Sherry paid a home visit this last time and that was a nice change.  I was really glad I had made my bed that morning because she wanted to do the exam there.  Once again, my fundal height measurement was right on for how many weeks I am.  I weigh 135 according to my bathroom scale, so that's a total of 26 pounds gained so far.  Oh, and then I went to the OB just today and weighed 136, so 27 altogether.  A pound a week is normal at this stage.  Half a pound for the baby, half for me.

Sherry brought up something that many women experience by this point in pregnancy, and that is cervical spasms.  As soon as she described them, I said, "Oh my gosh!  That's what that sharp, stabbing pain was!"  While I was in Florida, and even for a few days before that, I would have a pain in my cervix that would stop me in my tracks.  It felt like a sharp kick.  I blamed the baby.  He is partially to blame.  As the baby's head gets bigger, it puts more pressure on the cervix, causing it to contract, and to begin dilating and effacing a little.  At least that's how I understood it from Sherry.  She said the first few times it happens, it can be quite painful.  So I wonder if that means it continues to happen without my feeling it quite so much, because other than the smallest twinge, I haven't felt anything like that since Florida.  I'm sure it does continue to happen, because the baby's head does not get smaller as time goes on.  This was something new for me that I had not remembered experiencing with either of my first two pregnancies.

This month I am making a real effort to get prepared and organized for Timmy's birth.  I have a list and I'm slowly checking things off.  A homebirth takes a little -- no, a lot -- more advance preparation than does a hospital one.  But I'm getting there.  A lot of the things I need, I have already.  I just need to organize.  Also on the list are things like, "Install infant carseat base and move Delaney's carseat to the third row."  I'll wait until the last minute to do that.  I dread having to climb to the back to buckle her in her carseat.  She can buckle it herself when she wants to, and then I just give it a yank to make sure it's tight enough, but she can be lazy about that too.

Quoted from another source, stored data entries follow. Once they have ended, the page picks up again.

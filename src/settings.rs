use anyhow::{Context, Result};
use serde::{Deserialize, Serialize};
use std::{fs, path::Path, path::PathBuf};

pub const DB_PATH_ENV: &str = "BOOKER_DB_PATH";

#[derive(Debug, Clone, Serialize, Deserialize, PartialEq)]
#[serde(default)]
pub struct PipelineSettings {
    pub database_path: PathBuf,
    pub log_level: String,
    pub mirror_clustered_events: bool,
}

impl Default for PipelineSettings {
    fn default() -> Self {
        Self {
            database_path: PathBuf::from("booker.sqlite3"),
            log_level: "info".into(),
            mirror_clustered_events: true,
        }
    }
}

impl PipelineSettings {
    /// Read settings from `path` when given, then apply `BOOKER_DB_PATH`.
    /// Keys missing from the file keep their defaults.
    pub fn load(path: Option<&Path>) -> Result<Self> {
        let mut settings = match path {
            Some(path) => Self::from_file(path)?,
            None => Self::default(),
        };
        settings.apply_env(std::env::var(DB_PATH_ENV).ok());
        Ok(settings)
    }

    pub fn from_file(path: &Path) -> Result<Self> {
        let contents = fs::read_to_string(path)
            .with_context(|| format!("Failed to read settings from {}", path.display()))?;
        serde_json::from_str(&contents)
            .with_context(|| format!("Failed to parse settings in {}", path.display()))
    }

    fn apply_env(&mut self, db_path: Option<String>) {
        if let Some(value) = db_path.map(|v| v.trim().to_string()).filter(|v| !v.is_empty()) {
            self.database_path = PathBuf::from(value);
        }
    }
}
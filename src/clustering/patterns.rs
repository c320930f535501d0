//! Weekly slot consistency per cluster.

use std::collections::HashMap;

use crate::db::models::{ClusterPattern, SlotCount};

/// Attach each slot's share of its cluster's events.
///
/// The returned rows keep the input order and include every slot, so the
/// occurrence counts of one cluster always add up to its `total_count`.
pub fn score_slots(slots: &[SlotCount]) -> Vec<ClusterPattern> {
    let mut totals: HashMap<i64, i64> = HashMap::new();
    for slot in slots {
        *totals.entry(slot.cluster_id).or_insert(0) += slot.occurrence_count;
    }

    slots
        .iter()
        .map(|slot| {
            let total_count = totals.get(&slot.cluster_id).copied().unwrap_or(0);
            let consistency_ratio = if total_count > 0 {
                slot.occurrence_count as f64 / total_count as f64
            } else {
                0.0
            };
            ClusterPattern {
                cluster_id: slot.cluster_id,
                day_of_week: slot.day_of_week.clone(),
                start_time: slot.start_time,
                occurrence_count: slot.occurrence_count,
                total_count,
                consistency_ratio,
            }
        })
        .collect()
}

/// Slots whose consistency is at least `threshold`, ordered by cluster and
/// then by descending occurrence count.
pub fn dominant_patterns(scored: &[ClusterPattern], threshold: f64) -> Vec<ClusterPattern> {
    let mut kept: Vec<ClusterPattern> = scored
        .iter()
        .filter(|pattern| pattern.consistency_ratio >= threshold)
        .cloned()
        .collect();

    kept.sort_by(|a, b| {
        a.cluster_id
            .cmp(&b.cluster_id)
            .then(b.occurrence_count.cmp(&a.occurrence_count))
            .then_with(|| a.day_of_week.cmp(&b.day_of_week))
            .then_with(|| a.start_time.cmp(&b.start_time))
    });
    kept
}
#[tokio::test]
async fn unclusterable_events_get_skipped_id() {
    let (_dir, db) = open_store();
    let events = vec![
        event(1, "Open lab", None, None, (9, 0), (10, 0)),
        event(2, "Open lab", None, None, (9, 0), (10, 0)),
        event(3, "Guest talk", None, Some("Holiday"), (16, 0), (17, 0)),
    ];
    db.replace_processed_events(&events).await.unwrap();

    let config = ClusteringConfig::default();
    let report = run_pipeline(&db, &PipelineOptions::default()).await.unwrap();
    assert_eq!(report.skipped_events, 3);
    assert_eq!(report.discovered_clusters, 0);

    let assignments = db.get_cluster_assignments().await.unwrap();
    assert!(assignments
        .iter()
        .all(|a| a.cluster_id == config.skipped_cluster_id));

    // Two slots in the skipped bucket: NULL day at 09:00 (2/3) and Holiday (1/3).
    let patterns = db.get_cluster_patterns().await.unwrap();
    assert_eq!(patterns.len(), 2);
    assert_eq!(patterns[0].occurrence_count, 2);
    assert_eq!(patterns[0].day_of_week, None);
    assert_eq!(patterns[0].total_count, 3);
}

#[tokio::test]
async fn empty_store_runs_cleanly() {
    let (_dir, db) = open_store();
    let report = run_pipeline(&db, &PipelineOptions::default()).await.unwrap();

    assert_eq!(report.event_count, 0);
    assert_eq!(report.max_identified_id, 0);
    assert_eq!(report.patterns_retained, 0);
    assert!(db.get_cluster_patterns().await.unwrap().is_empty());
}

#[tokio::test]
async fn preprocess_feeds_the_pipeline() {
    let db = Database::open_in_memory().unwrap();
    db.execute(|conn| {
        let mut stmt = conn.prepare(
            "INSERT INTO events (eid, event_name, date, starttime, endtime, rid)
             VALUES (?1, ?2, ?3, ?4, ?5, ?6)",
        )?;
        // Mondays in September 2024
        for (i, date) in ["2024-09-02", "2024-09-09", "2024-09-16", "2024-09-23", "2024-09-30"]
            .iter()
            .enumerate()
        {
            stmt.execute(params![i as i64 + 1, "EID 101", date, "09:00", "10:15", 4])?;
            stmt.execute(params![i as i64 + 10, "Robotics club", date, "17:00:00", "18:00:00", 4])?;
        }
        Ok(())
    })
    .await
    .unwrap();

    let preprocessed = run_preprocess(&db).await.unwrap();
    assert_eq!(preprocessed.raw_events, 10);
    assert_eq!(preprocessed.with_course_id, 5);
    assert_eq!(preprocessed.rows_written, 10);

    let processed = db.load_processed_events().await.unwrap();
    assert!(processed
        .iter()
        .all(|e| e.day_of_week.as_deref() == Some("Monday")));

    let report = run_pipeline(&db, &PipelineOptions::default()).await.unwrap();
    assert_eq!(report.identified_clusters, 1);
    assert_eq!(report.discovered_clusters, 1);
    assert_eq!(report.noise_events, 0);

    let patterns = db.get_cluster_patterns().await.unwrap();
    assert_eq!(patterns.len(), 2);
    assert!(patterns.iter().all(|p| p.consistency_ratio == 1.0));
    assert_eq!(patterns[0].cluster_id, 0);
    assert_eq!(patterns[1].cluster_id, 2);
}

#[tokio::test]
async fn start_time_layouts_share_one_slot() {
    let (_dir, db) = open_store();
    db.execute(|conn| {
        let mut stmt = conn.prepare(
            "INSERT INTO processed_events (eid, event_name, date, starttime, endtime, day_of_week)
             VALUES (?1, 'Yoga', '2024-09-02', ?2, '15:00:00', 'Monday')",
        )?;
        for eid in 1..=6i64 {
            let start = if eid % 2 == 0 { "14:00:00" } else { "14:00" };
            stmt.execute(params![eid, start])?;
        }
        Ok(())
    })
    .await
    .unwrap();

    let report = run_pipeline(&db, &PipelineOptions::default()).await.unwrap();
    assert_eq!(report.discovered_clusters, 1);
    assert_eq!(report.pattern_rows, 1);

    let slots = db.cluster_slot_counts().await.unwrap();
    assert_eq!(slots.len(), 1);
    assert_eq!(slots[0].occurrence_count, 6);

    let patterns = db.get_cluster_patterns().await.unwrap();
    assert_eq!(patterns.len(), 1);
    assert_eq!(patterns[0].day_of_week.as_deref(), Some("Monday"));
    assert_eq!(patterns[0].start_time, NaiveTime::from_hms_opt(14, 0, 0).unwrap());
    assert_eq!(patterns[0].occurrence_count, 6);
    assert_eq!(patterns[0].total_count, 6);
    assert_eq!(patterns[0].consistency_ratio, 1.0);
}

We've finally determined that he will be Timothy Francis III.  For the longest time, Tim had said he didn't want to have a III because he thought it was too stuffy.  But it grew on him over time, and it definitely grew on me.  I told him it was up to him, but then when I brought it up again recently, he said he thought we'd already agreed on III.  Funny.

Right now the girls and I are counting down the days until Grandma (Tim's mom) and Auntie Karen come to visit on the 16th.  Can't wait!  I think the month of June will go by fast.